When all these failed there was a chance that we were demanding too much from the SV engine, so in order to transfer DI,DO and AI data we used the TCP IP communication so that the load on SV engine was lessened. (Yes, we required SV's even after that for transferring data) After which we did the following one after the other and in combination:

1. RT FIFO

2. aliasing at CRIO side alone

3. aliasing at OS side alone

4. Splitting the libraries at OS side in such a way that, SV's that used aliasing for data transmission are in a single library and SV's for alarm are in a separate library.

5. Using programmatic access to read and write from SV's, during which we have ensured that SV connections that are not being used throughout are closed immediately after being opened, hoping that the load will further be lessened.

We have also confirmed that none of the SV's have both read and write access. If an SV is read in CRIO then the same will be write in OS. There are no conflicts.

Despite all these, we are still facing the issue. Since we have come too far, I don't think it would be easy for us to implement any other solutions other than trying to solve the present issue.

The project is classified, however I can share screenshots of the error and test VIs once I have been granted permission. In the meantime any suggestions or ideas would be much welcomed. Thanks in advance

MichaelBalzer · ‎07-30-2018

Just to be clear, are there two copies of all the variables, one set hosted on the cRIO, and one set hosted on the Windows workstation which is aliased to the cRIO SVs? Something like:

[cRIO] (Scan Engine) I/O -> [cRIO] SVs -> [OS] Aliased SVs

Does the SVE crash when using fewer variables? What about if the cRIO target is disconnected?

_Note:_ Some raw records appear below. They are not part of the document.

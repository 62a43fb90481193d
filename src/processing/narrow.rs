//! Projection of an aggregation onto one account/region.

use crate::error::{Result, SubnetError};
use crate::models::{Aggregation, ScopedResult};

/// Zones and ids of `env`/`region`.
///
/// Fails with [`SubnetError::SubnetScope`] when either index lacks the pair;
/// nothing is returned for the half that was found.
pub fn narrow(aggregation: &Aggregation, env: &str, region: &str) -> Result<ScopedResult> {
    let scope_error = || SubnetError::SubnetScope {
        env: env.to_string(),
        region: region.to_string(),
    };

    let Some(zones) = aggregation.availability_zones.get(env, region) else {
        log::error!(
            "Missing key while setting Region: {}",
            aggregation.availability_zones
        );
        return Err(scope_error());
    };

    let Some(ids) = aggregation.subnet_ids.get(env, region) else {
        log::error!(
            "Missing key while setting Subnet IDs: {}",
            aggregation.subnet_ids
        );
        return Err(scope_error());
    };

    let scoped = ScopedResult::new(region, zones.clone(), ids.clone());
    log::debug!("Region dict: {scoped:?}");
    Ok(scoped)
}
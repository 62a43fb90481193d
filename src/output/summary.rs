//! Per account/region summary of an aggregation.

use super::terminal::format_field;
use crate::models::{Aggregation, Subnets};
use colored::Colorize;
use std::error::Error;

/// One line of the summary table.
#[derive(Debug, Clone, PartialEq, Eq)]
pub struct SummaryRow {
    pub account: String,
    pub region: String,
    pub zones: Vec<String>,
    /// Ids of the requested purpose; zero when the region has none.
    pub subnet_count: usize,
}

pub fn summary_rows(aggregation: &Aggregation) -> Vec<SummaryRow> {
    aggregation
        .availability_zones
        .iter()
        .map(|(account, region, zones)| SummaryRow {
            account: account.to_string(),
            region: region.to_string(),
            zones: zones.iter().cloned().collect(),
            subnet_count: aggregation
                .subnet_ids
                .get(account, region)
                .map_or(0, Vec::len),
        })
        .collect()
}

/// Print the summary table to stdout.
pub fn print_summary(aggregation: &Aggregation, purpose: &str) -> Result<(), Box<dyn Error>> {
    let rows = summary_rows(aggregation);
    log::info!("# Got {} account/region pairs", rows.len());

    println!(
        r#"{account},{region},{count},"zones""#,
        account = format_field("account", 16),
        region = format_field("region", 16),
        count = format_field(format!("{purpose}_ids"), 14),
    );
    for row in rows {
        let count = format_field(row.subnet_count, 14);
        println!(
            "{account},{region},{count},{zones}",
            account = format_field(&row.account, 16),
            region = format_field(&row.region, 16),
            count = if row.subnet_count == 0 {
                count.red()
            } else {
                count.normal()
            },
            zones = format_field(row.zones.join(" "), 0),
        );
    }
    Ok(())
}

/// Print a resolver result as pretty JSON to stdout.
pub fn print_json(subnets: &Subnets) -> Result<(), Box<dyn Error>> {
    println!("{}", serde_json::to_string_pretty(subnets)?);
    Ok(())
}
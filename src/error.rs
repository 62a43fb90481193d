//! Error types for subnet resolution.

use std::path::PathBuf;
use thiserror::Error;

pub type Result<T> = std::result::Result<T, SubnetError>;

#[derive(Error, Debug)]
pub enum SubnetError {
    /// Gate answered with a non-OK status. Retried by the inventory client.
    #[error("Gate failed to respond in time (status {status}): {body}")]
    RemoteTimeout { status: u16, body: String },

    /// A subnet record is missing one of the keys the pipeline relies on.
    #[error("Subnet record #{index} is missing required field '{field}'")]
    MissingField { field: &'static str, index: usize },

    /// No subnets exist for the requested account/region combination.
    #[error("No subnets found for env '{env}' in region '{region}'")]
    SubnetScope { env: String, region: String },

    #[error("HTTP error: {0}")]
    Http(#[from] reqwest::Error),

    #[error("Error decoding subnet inventory at '{}': {}", .0.path(), .0.inner())]
    Decode(#[from] serde_path_to_error::Error<serde_json::Error>),

    /// Valid records followed by anything but whitespace.
    #[error("Trailing data after subnet inventory: {0}")]
    TrailingData(#[source] serde_json::Error),

    #[error("Error reading {}: {source}", path.display())]
    Io {
        path: PathBuf,
        #[source]
        source: std::io::Error,
    },

    #[error("Invalid configuration: {0}")]
    Config(String),
}

impl SubnetError {
    /// True for the non-OK response condition the inventory client retries on.
    pub fn is_remote_timeout(&self) -> bool {
        matches!(self, SubnetError::RemoteTimeout { .. })
    }
}
//! Bounded retry with a fixed pause between attempts.

use crate::config;
use std::time::Duration;

#[derive(Debug, Clone, Copy, PartialEq, Eq)]
pub struct RetryPolicy {
    pub max_attempts: u32,
    pub delay: Duration,
}

impl Default for RetryPolicy {
    fn default() -> Self {
        RetryPolicy {
            max_attempts: config::RETRY_MAX_ATTEMPTS,
            delay: Duration::from_millis(config::RETRY_DELAY_MSEC),
        }
    }
}

impl RetryPolicy {
    pub fn new(max_attempts: u32, delay: Duration) -> Self {
        RetryPolicy {
            max_attempts,
            delay,
        }
    }

    /// Run `op` until it succeeds, fails with an error `retryable` rejects, or
    /// `max_attempts` is reached. Blocks the thread between attempts.
    pub fn run<T, E, F, P>(&self, op: F, retryable: P) -> Result<T, E>
    where
        F: FnMut(u32) -> Result<T, E>,
        P: Fn(&E) -> bool,
        E: std::fmt::Display,
    {
        self.run_with_sleep(op, retryable, std::thread::sleep)
    }

    /// Same as [`RetryPolicy::run`] with the pause delegated to `sleep`.
    ///
    /// `op` receives the 1-based attempt number.
    pub fn run_with_sleep<T, E, F, P, S>(&self, mut op: F, retryable: P, mut sleep: S) -> Result<T, E>
    where
        F: FnMut(u32) -> Result<T, E>,
        P: Fn(&E) -> bool,
        S: FnMut(Duration),
        E: std::fmt::Display,
    {
        let max_attempts = self.max_attempts.max(1);
        let mut attempt = 1;
        loop {
            match op(attempt) {
                Ok(value) => return Ok(value),
                Err(e) if retryable(&e) && attempt < max_attempts => {
                    log::warn!(
                        "attempt {attempt}/{max_attempts} failed, retrying in {delay:?}: {e}",
                        delay = self.delay
                    );
                    sleep(self.delay);
                    attempt += 1;
                }
                Err(e) => {
                    if retryable(&e) {
                        log::error!("giving up after {attempt} attempts: {e}");
                    }
                    return Err(e);
                }
            }
        }
    }
}
//! Subnet resolution for deployment placement.
//!
//! Fetches every AWS subnet known to Spinnaker Gate and reshapes it into
//! availability zones and subnet ids per account and region:
//! - [`inventory`] - where subnet records come from
//! - [`processing`] - classify, aggregate and narrow
//! - [`resolver`] - the `get_subnets` call
//! - [`output`] - printing results

pub mod config;
pub mod error;
pub mod inventory;
pub mod models;
pub mod output;
pub mod processing;
pub mod resolver;

pub use error::{Result, SubnetError};
pub use inventory::{FileInventory, GateClient, RetryPolicy, SubnetInventory};
pub use models::{
    AccountAzIndex, Aggregation, RawSubnetRecord, ScopedResult, SubnetAttributes, SubnetIdIndex,
    Subnets,
};
pub use resolver::{get_subnets, SubnetQuery, SubnetResolver};
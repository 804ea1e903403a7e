//! Binary morphological operations
//!
//! Dilation of [`BinaryMask`]s. The destination pixel at `(x, y)` is
//! foreground when any hit of the SEL, placed with its origin on `(x, y)`,
//! covers a foreground source pixel:
//!
//! ```text
//! dst(x, y) = OR over hits (dx, dy) of src(x + dx, y + dy)
//! ```
//!
//! where `(dx, dy)` are offsets relative to the SEL origin. Positions
//! outside the image never contribute.

use crate::{MorphError, MorphResult, Sel};
use pagelayout_core::{BinaryMask, FOREGROUND};
use tracing::trace;

/// Dilate a binary mask with an arbitrary structuring element.
///
/// Cost is proportional to the number of hits times the image size; use
/// [`dilate_brick`] for rectangles.
pub fn dilate(mask: &BinaryMask, sel: &Sel) -> MorphResult<BinaryMask> {
    let w = mask.width() as i32;
    let h = mask.height() as i32;
    let src = mask.data();
    let mut dst = vec![0u8; src.len()];

    let hit_offsets: Vec<_> = sel.hit_offsets().collect();

    for &(dx, dy) in &hit_offsets {
        // Destination rows/columns whose shifted source stays in the image.
        let y_start = (-dy).max(0);
        let y_end = (h - dy).min(h);
        let x_start = (-dx).max(0);
        let x_end = (w - dx).min(w);
        if y_start >= y_end || x_start >= x_end {
            continue;
        }

        for y in y_start..y_end {
            let src_row = ((y + dy) * w) as usize;
            let dst_row = (y * w) as usize;
            for x in x_start..x_end {
                if src[src_row + (x + dx) as usize] == FOREGROUND {
                    dst[dst_row + x as usize] = FOREGROUND;
                }
            }
        }
    }

    Ok(BinaryMask::from_raw(mask.width(), mask.height(), dst)?)
}

/// Dilate with a brick (rectangular) structuring element
///
/// Equivalent to [`dilate`] with `Sel::create_brick(width, height)`
/// (origin at `(width / 2, height / 2)`), computed separably: a horizontal
/// pass then a vertical pass, each a sliding-window test over running
/// foreground counts. Cost is independent of the brick size.
///
/// # Errors
///
/// Returns [`MorphError::InvalidParameters`] if either size is 0.
pub fn dilate_brick(mask: &BinaryMask, width: u32, height: u32) -> MorphResult<BinaryMask> {
    if width == 0 || height == 0 {
        return Err(MorphError::InvalidParameters(format!(
            "brick size must be positive: {}x{}",
            width, height
        )));
    }
    if width == 1 && height == 1 {
        return Ok(mask.clone());
    }
    trace!(width, height, "dilate_brick");

    let w = mask.width() as usize;
    let h = mask.height() as usize;

    let mut tmp = mask.data().to_vec();
    if width > 1 {
        for y in 0..h {
            let row = &mask.data()[y * w..(y + 1) * w];
            dilate_line(row, &mut tmp[y * w..(y + 1) * w], width as usize);
        }
    }

    let mut out = tmp.clone();
    if height > 1 {
        let mut column = vec![0u8; h];
        let mut dilated = vec![0u8; h];
        for x in 0..w {
            for (y, v) in column.iter_mut().enumerate() {
                *v = tmp[y * w + x];
            }
            dilate_line(&column, &mut dilated, height as usize);
            for (y, &v) in dilated.iter().enumerate() {
                out[y * w + x] = v;
            }
        }
    }

    Ok(BinaryMask::from_raw(mask.width(), mask.height(), out)?)
}

/// 1-D dilation of `src` into `dst` with a run of `size` hits, origin at
/// `size / 2`.
fn dilate_line(src: &[u8], dst: &mut [u8], size: usize) {
    let n = src.len();
    let origin = size / 2;

    // prefix[i] = foreground count in src[..i]
    let mut prefix = Vec::with_capacity(n + 1);
    prefix.push(0usize);
    for &v in src {
        let last = prefix[prefix.len() - 1];
        prefix.push(last + usize::from(v == FOREGROUND));
    }

    for (i, out) in dst.iter_mut().enumerate() {
        // Window [i - origin, i - origin + size - 1], clipped to the line.
        let lo = i.saturating_sub(origin);
        let hi = (i + size - origin).min(n);
        *out = if lo < hi && prefix[hi] > prefix[lo] {
            FOREGROUND
        } else {
            0
        };
    }
}

#[cfg(test)]
mod tests {
    use super::*;
    use crate::SelElement;
    use pagelayout_core::Box;

    fn single_pixel(w: u32, h: u32, x: u32, y: u32) -> BinaryMask {
        let mut mask = BinaryMask::new(w, h).unwrap();
        mask.set(x, y, true).unwrap();
        mask
    }

    #[test]
    fn test_dilate_point_odd_square() {
        let mask = single_pixel(9, 9, 4, 4);
        let sel = Sel::create_square(3).unwrap();
        let out = dilate(&mask, &sel).unwrap();
        assert_eq!(out.count_foreground(), 9);
        for y in 3..=5 {
            for x in 3..=5 {
                assert!(out.is_foreground(x, y));
            }
        }
    }

    #[test]
    fn test_dilate_point_even_square_anchor() {
        // k = 4, origin 2: dst(x, y) covers src(x-2..=x+1, y-2..=y+1),
        // so a point at (4, 4) spreads to x in 3..=6, y in 3..=6.
        let mask = single_pixel(10, 10, 4, 4);
        let out = dilate_brick(&mask, 4, 4).unwrap();
        assert_eq!(out.count_foreground(), 16);
        assert!(out.is_foreground(3, 3));
        assert!(out.is_foreground(6, 6));
        assert!(!out.is_foreground(2, 4));
        assert!(!out.is_foreground(7, 4));
    }

    #[test]
    fn test_dilate_clips_at_border() {
        let mask = single_pixel(5, 5, 0, 0);
        let out = dilate_brick(&mask, 3, 3).unwrap();
        assert_eq!(out.count_foreground(), 4);
    }

    #[test]
    fn test_brick_matches_generic() {
        let mut mask = BinaryMask::new(37, 23).unwrap();
        mask.fill_rect(&Box::new_unchecked(3, 4, 6, 2));
        mask.fill_rect(&Box::new_unchecked(20, 10, 1, 9));
        mask.set(36, 22, true).unwrap();
        mask.set(0, 12, true).unwrap();

        for &(bw, bh) in &[(1, 1), (2, 2), (3, 3), (4, 7), (8, 1), (1, 5), (10, 10)] {
            let sel = Sel::create_brick(bw, bh).unwrap();
            let generic = dilate(&mask, &sel).unwrap();
            let fast = dilate_brick(&mask, bw, bh).unwrap();
            assert_eq!(generic, fast, "brick {}x{}", bw, bh);
        }
    }

    #[test]
    fn test_dilate_is_extensive() {
        let mut mask = BinaryMask::new(20, 20).unwrap();
        mask.fill_rect(&Box::new_unchecked(5, 5, 3, 3));
        let out = dilate_brick(&mask, 5, 5).unwrap();
        for y in 0..20 {
            for x in 0..20 {
                if mask.is_foreground(x, y) {
                    assert!(out.is_foreground(x, y));
                }
            }
        }
    }

    #[test]
    fn test_dilate_brick_rejects_zero() {
        let mask = BinaryMask::new(4, 4).unwrap();
        assert!(matches!(
            dilate_brick(&mask, 0, 3),
            Err(MorphError::InvalidParameters(_))
        ));
    }

    #[test]
    fn test_cross_sel() {
        let mut sel = Sel::new(3, 3).unwrap();
        for (x, y) in [(1, 0), (0, 1), (1, 1), (2, 1), (1, 2)] {
            sel.set_element(x, y, SelElement::Hit);
        }
        let out = dilate(&single_pixel(5, 5, 2, 2), &sel).unwrap();
        assert_eq!(out.count_foreground(), 5);
        assert!(out.is_foreground(2, 1));
        assert!(!out.is_foreground(1, 1));
    }
}
//! pagelayout - Page layout analysis for Rust
//!
//! Recovers the visual structure of a rendered document page: the content
//! regions it contains (text blocks, images, tables, rules, short text)
//! and how they relate to each other (alignment, containment).
//!
//! # Overview
//!
//! The analysis is a strict three-stage pipeline over one page image:
//!
//! 1. binarize the page into an ink mask ([`color`])
//! 2. merge nearby ink by dilation ([`morph`]), take the outer blobs
//!    ([`region`]) and classify each one ([`seg`], [`filter`])
//! 3. relate every pair of regions ([`seg`])
//!
//! Rendering a document into a page image is left to the caller, behind
//! the [`PageSource`] trait.
//!
//! # Example
//!
//! ```
//! use pagelayout::{Box, Channels, PageImage};
//! use pagelayout::seg::{RegionKind, analyze_layout};
//!
//! let page = PageImage::new_filled(400, 400, Channels::Gray, 255).unwrap();
//! let mut page = page.try_into_mut().unwrap();
//! page.fill_rect(&Box::new_unchecked(125, 125, 150, 150), 0);
//!
//! let result = analyze_layout(&page.into(), 50.0).unwrap();
//! assert_eq!(result.regions[0].kind, RegionKind::Image);
//! ```

mod page_error;
pub mod source;

pub use page_error::{Error, Result};
pub use source::{PageSource, RenderedPage, analyze_page};

// Re-export core types (primary data structures used everywhere)
pub use pagelayout_core::*;

// Re-export domain crates as modules to avoid name conflicts
pub use pagelayout_color as color;
pub use pagelayout_filter as filter;
pub use pagelayout_io as io;
pub use pagelayout_morph as morph;
pub use pagelayout_region as region;
pub use pagelayout_seg as seg;
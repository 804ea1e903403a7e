//! pagelayout-color - Intensity processing for page images
//!
//! This crate turns page rasters into the binary masks the rest of the
//! pipeline works on:
//!
//! - **Color space conversion** ([`colorspace`]): RGB to luminance gray
//! - **Thresholding** ([`threshold`]): histogram, Otsu's method, fixed and
//!   automatic inverted binarization

pub mod colorspace;
mod error;
pub mod threshold;

// Re-export core types
pub use pagelayout_core;

// Re-export error types
pub use error::{ColorError, ColorResult};

pub use colorspace::{convert_to_gray, rgb_to_gray};
pub use threshold::{
    binarize, compute_otsu_threshold, gray_histogram, otsu_threshold_from_histogram,
    threshold_to_binary,
};
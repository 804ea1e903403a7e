//! Error types for pagelayout-morph

use thiserror::Error;

/// Errors that can occur during morphological operations
#[derive(Debug, Error)]
pub enum MorphError {
    /// Core library error
    #[error("core error: {0}")]
    Core(#[from] pagelayout_core::Error),

    /// Invalid structuring element
    #[error("invalid structuring element: {0}")]
    InvalidSel(String),

    /// Invalid parameters
    #[error("invalid parameters: {0}")]
    InvalidParameters(String),
}

/// Result type for morphological operations
pub type MorphResult<T> = Result<T, MorphError>;
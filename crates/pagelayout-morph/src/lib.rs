//! pagelayout-morph - Binary morphology for page masks
//!
//! This crate provides:
//!
//! - Structuring elements ([`Sel`]) defining operation neighborhoods
//! - Binary dilation with an arbitrary `Sel`, and a separable fast path
//!   for rectangular bricks

pub mod binary;
mod error;
pub mod sel;

pub use error::{MorphError, MorphResult};
pub use sel::{Sel, SelElement};

pub use binary::{dilate, dilate_brick};
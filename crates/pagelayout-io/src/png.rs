//! PNG image format support
//!
//! Decoding normalizes every PNG flavor to 8-bit samples: palettes and
//! low bit depths are expanded, 16-bit samples are stripped, and alpha is
//! dropped. Gray and gray+alpha files become gray images; everything else
//! becomes RGB.

use crate::{IoError, IoResult};
use pagelayout_core::{Channels, PageImage};
use png::{BitDepth, ColorType, Decoder, Encoder, Transformations};
use std::io::{BufRead, Seek, Write};

/// Read a PNG image
pub fn read_png<R: BufRead + Seek>(reader: R) -> IoResult<PageImage> {
    let mut decoder = Decoder::new(reader);
    decoder.set_transformations(Transformations::EXPAND | Transformations::STRIP_16);
    let mut reader = decoder
        .read_info()
        .map_err(|e| IoError::DecodeError(format!("PNG decode error: {}", e)))?;

    let (color_type, bit_depth) = reader.output_color_type();
    if bit_depth != BitDepth::Eight {
        return Err(IoError::UnsupportedFormat(format!(
            "unsupported PNG output depth: {:?}",
            bit_depth
        )));
    }
    let (samples, channels) = match color_type {
        ColorType::Grayscale => (1, Channels::Gray),
        ColorType::GrayscaleAlpha => (2, Channels::Gray),
        ColorType::Rgb => (3, Channels::Rgb),
        ColorType::Rgba => (4, Channels::Rgb),
        ColorType::Indexed => {
            return Err(IoError::UnsupportedFormat(
                "PNG palette was not expanded".to_string(),
            ));
        }
    };

    let buf_size = reader
        .output_buffer_size()
        .ok_or_else(|| IoError::DecodeError("failed to get output buffer size".to_string()))?;
    let mut buf = vec![0; buf_size];
    let output_info = reader
        .next_frame(&mut buf)
        .map_err(|e| IoError::DecodeError(format!("PNG frame error: {}", e)))?;

    let width = output_info.width;
    let height = output_info.height;
    let bytes_per_row = output_info.line_size;
    let keep = channels.count() as usize;

    let mut data = Vec::with_capacity(width as usize * height as usize * keep);
    for y in 0..height as usize {
        let row = &buf[y * bytes_per_row..y * bytes_per_row + width as usize * samples];
        for px in row.chunks_exact(samples) {
            data.extend_from_slice(&px[..keep]);
        }
    }

    Ok(PageImage::from_raw(width, height, channels.count(), data)?)
}

/// Write a PNG image
///
/// Gray images are written as 8-bit grayscale, RGB images as 8-bit RGB.
pub fn write_png<W: Write>(image: &PageImage, writer: W) -> IoResult<()> {
    let color_type = match image.channels() {
        Channels::Gray => ColorType::Grayscale,
        Channels::Rgb => ColorType::Rgb,
    };

    let mut encoder = Encoder::new(writer, image.width(), image.height());
    encoder.set_color(color_type);
    encoder.set_depth(BitDepth::Eight);

    let mut writer = encoder
        .write_header()
        .map_err(|e| IoError::EncodeError(format!("PNG header error: {}", e)))?;
    writer
        .write_image_data(image.data())
        .map_err(|e| IoError::EncodeError(format!("PNG write error: {}", e)))?;
    writer
        .finish()
        .map_err(|e| IoError::EncodeError(format!("PNG finish error: {}", e)))?;
    Ok(())
}

#[cfg(test)]
mod tests {
    use super::*;
    use std::io::Cursor;

    #[test]
    fn test_gray_round_trip() {
        let data: Vec<u8> = (0..=255).collect();
        let gray = PageImage::from_gray(16, 16, data).unwrap();
        let mut buf = Vec::new();
        write_png(&gray, &mut buf).unwrap();
        let back = read_png(Cursor::new(buf)).unwrap();
        assert_eq!(back, gray);
    }

    #[test]
    fn test_rgb_round_trip() {
        let data: Vec<u8> = (0..5 * 3 * 3).map(|v| (v * 5) as u8).collect();
        let rgb = PageImage::from_rgb(5, 3, data).unwrap();
        let mut buf = Vec::new();
        write_png(&rgb, &mut buf).unwrap();
        let back = read_png(Cursor::new(buf)).unwrap();
        assert_eq!(back, rgb);
    }

    #[test]
    fn test_rgba_drops_alpha() {
        let mut buf = Vec::new();
        {
            let mut encoder = Encoder::new(&mut buf, 2, 1);
            encoder.set_color(ColorType::Rgba);
            encoder.set_depth(BitDepth::Eight);
            let mut writer = encoder.write_header().unwrap();
            writer
                .write_image_data(&[1, 2, 3, 255, 4, 5, 6, 0])
                .unwrap();
        }
        let image = read_png(Cursor::new(buf)).unwrap();
        assert_eq!(image.channels(), Channels::Rgb);
        assert_eq!(image.data(), &[1, 2, 3, 4, 5, 6]);
    }

    #[test]
    fn test_garbage_is_decode_error() {
        let result = read_png(Cursor::new(b"not a png".to_vec()));
        assert!(matches!(result, Err(IoError::DecodeError(_))));
    }
}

Are the SVs in a single library, or multiple libraries? I've found too many variables in a single library can be problematic, any more than about 50.

Have you tried disabling your firewall (as a quick test), or allowing the appropriate SV ports?

When the SVE does crash, can the "NI Variable Engine" service be restarted through services.msc?

After a reboot of the PC, can you open the Distributed System Manager and query the variables on the cRIO?

If you're looking to reduce the number of variables, you could try packing 64 digitals into a single U64 variable.

For comparison I have a project with a roughly even mix of AI, AO, DI and DO with > 400 SVs split across 75 libraries hosted on a cRIO. A duplicate set of variables is hosted on a PC which are aliased to the cRIO's SVs. All SV access is programmatic at 10Hz, and is always to the locally hosted library (ie. cRIO reads/writes cRIO SVs, PC reads/writes PC SVs).

Unless otherwise stated, all code snippets and examples provided
by me are "as is", and are free to use and modify without attribution.

Jimmie_A. · ‎07-30-2018

Hi,

Quick question, have you contacted support regarding the issues you are experiencing? If yes, what did they say?

Down below you find some initial feedback and questions (so I understand what you are doing better!).

I agree that you have a decent amount of networked shared variables, what computing capability do you have on the OS side of things? I guess you deploy and host the shared variables on the SVE on your cRIO target, correct? I normally deploy on the cRIO target since I expect it to be online longer than a Windows based machine. What rates are you running at? How much data do you actually send?

Good idea to pack the shared variables (digital I/O) to a bigger datatype and that way reduce number of shared variables.

Why do you connect all shared variables to a cluster? Especially if you use the programmatic approach?

Regards,
Jimmie Adolph
Systems Engineering Manager, National Instruments Northern European Region

kevinks · ‎08-02-2018

Sorry for the delay, please find the answers to your questions:

“are there two copies of all the variables, one set hosted on the cRIO, and one set hosted on the Windows workstation which is aliased to the cRIO SVs?”

Yes, there are two copies of all the variables, one set hosted on the cRIO and the other on Windows workstation and is aliased to cRIO SVs

“Does the SVE crash when using fewer variables?”

Yes, the SVE crashes even if we are using fewer variables in the VI with a full library, and also if the library is set to hold only few variables.

“What about if the cRIO target is disconnected?”

The same error persists even if cRIO is disconnected

“Are the SVs in a single library, or multiple libraries? I've found too many variables in a single library can be problematic, any more than about 50.”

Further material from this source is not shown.